1st Edition

Criminal Law and Human Rights

By P.H.P.H.M.C. van Kempen Copyright 2014
    496 Pages
    by Routledge

    The significance of fundamental individual rights to substantive criminal law, criminal procedure law and sentencing law is undeniable for anyone who is familiar with the criminal justice system. The fourteen essays selected for this volume portray and discuss the meaning and rationale of those human rights that are most relevant to that system. They have been chosen for their high quality, timeless approach and general attention to issues that are of universal interest and thus not too closely related to the technicalities of a specific criminal justice system. In combination with the introduction to this volume, the essays cover almost the entire criminal justice system and offer a general overview as well as an in-depth examination of criminal law and human rights. As a result, this volume is essential for researchers, lecturers and students concerned with the tensions and harmonies between the values the criminal justice system and human rights respectively serve.

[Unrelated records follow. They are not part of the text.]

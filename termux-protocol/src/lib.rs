//! Wire format of the termux-display event stream.
//!
//! The display server writes fixed 32-byte records on a single descriptor. Byte 0
//! selects the payload shape; every field is read at an explicit offset, never by
//! overlaying a struct on the received bytes.

pub mod event;
pub mod reader;

pub use event::{
	EventFrame, EventTag, KeyEvent, LorieEvent, MouseEvent, ScreenSizeEvent, TouchAction,
	TouchEvent, UnicodeEvent,
};
pub use reader::{EventReader, FrameRead};

use thiserror::Error;

/// Size in bytes of one record on the event stream.
pub const EVENT_FRAME_SIZE: usize = 32;

/// Largest trailing name blob accepted after a screen-size record.
pub const MAX_BLOB_SIZE: usize = 4096;

#[derive(Debug, Error)]
pub enum ProtocolError {
	#[error("unknown event tag {0}")]
	UnknownTag(u8),
	#[error("event frame is {0} bytes, expected {EVENT_FRAME_SIZE}")]
	ShortFrame(usize),
	#[error("field at offset {offset} with length {len} is outside the frame")]
	OutOfBounds { offset: usize, len: usize },
	#[error("trailing blob of {expected} bytes stopped after {consumed} bytes")]
	DrainIncomplete { expected: usize, consumed: usize },
	#[error("reading trailing blob failed after {consumed} of {expected} bytes: {source}")]
	DrainFailed {
		expected: usize,
		consumed: usize,
		#[source]
		source: nix::Error,
	},
	#[error("trailing blob of {0} bytes exceeds the {MAX_BLOB_SIZE} byte limit")]
	BlobTooLarge(usize),
	#[error("nix error: {0}")]
	Nix(#[from] nix::Error),
}

impl ProtocolError {
	/// Whether the stream position can no longer be trusted after this error.
	pub fn desynchronizes_stream(&self) -> bool {
		matches!(
			self,
			Self::DrainIncomplete { .. } | Self::DrainFailed { .. } | Self::BlobTooLarge(_)
		)
	}
}
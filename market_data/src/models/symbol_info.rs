//! Auxiliary descriptive metadata returned alongside a history fetch.

/// Descriptive fields for a symbol, as reported by the provider.
///
/// This is presentation material only; the statistics engine never reads
/// it. Providers fill in whatever subset they know, leaving the rest
/// `None`.
#[derive(Debug, Clone, Default, PartialEq)]
pub struct SymbolInfo {
    pub symbol: String,
    pub currency: Option<String>,
    pub exchange: Option<String>,
    pub instrument_type: Option<String>,
    pub short_name: Option<String>,
    pub long_name: Option<String>,
    pub regular_market_price: Option<f64>,
    pub fifty_two_week_high: Option<f64>,
    pub fifty_two_week_low: Option<f64>,
    pub timezone: Option<String>,
}

impl SymbolInfo {
    /// The best available human-readable name, falling back to the symbol.
    pub fn display_name(&self) -> &str {
        self.long_name
            .as_deref()
            .or(self.short_name.as_deref())
            .unwrap_or(&self.symbol)
    }
}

    Contents: Introduction; Part I Criminal Procedural law: Four threats to the presumption of innocence, Andrew Ashworth; Pretrial and preventive detention of suspected terrorists: options and constraints under international law, Douglass Cassel; Privacy as struggle, Andrew E. Taslitz; Why must trials be fair?, Stefan Trechsel; Re-conceptualizing the right of silence as an effective fair trial standard, John Jackson; Confrontation: the search for basic principles, Richard D. Friedman; The protection of human dignity in interrogations: may interrogative torture ever be tolerated? Reflections in light of recent German and Israeli experiences, Miriam Gur-Arye and Florian Jessberger; Rethinking double jeopardy: justice and finality in criminal process, Ian Dennis; The doctrine of the Inter-American Court of Human Rights regarding states’ duty to punish human rights violations and its dangers, Fernando Felipe Basch. Part II Substantive Criminal Law: Nulla poena sine lege, Jerome Hall; Hate speech in constitutional jurisprudence: a comparative analysis, Michel Rosenfeld; Freedom of religion and criminal law: a legal appraisal. From the principle of separation of church and state to the principle of pluralist democracy?, Piet Hein van Kempen; The human rights implications of a ‘cultural defense’, Michaël Fischer. Part III Sentencing: Life imprisonment: recent issues in national and international law, Dirk van Zyl Smit. Name index.

    Biography

    Professor Dr. P.H.P.H.M.C. van Kempen is Professor of Criminal Law and Criminal Procedure Law, and Chair of the Department of Criminal Law, Criminal Procedure Law and Criminology at Radboud University, Nijmegen, The Netherlands. He is Secretary-General of the International Penal and Penitentiary Foundation (IPPF) and part-time Justice (Judge) at the Court of Appeals, ’s-Hertogenbosch, The Netherlands.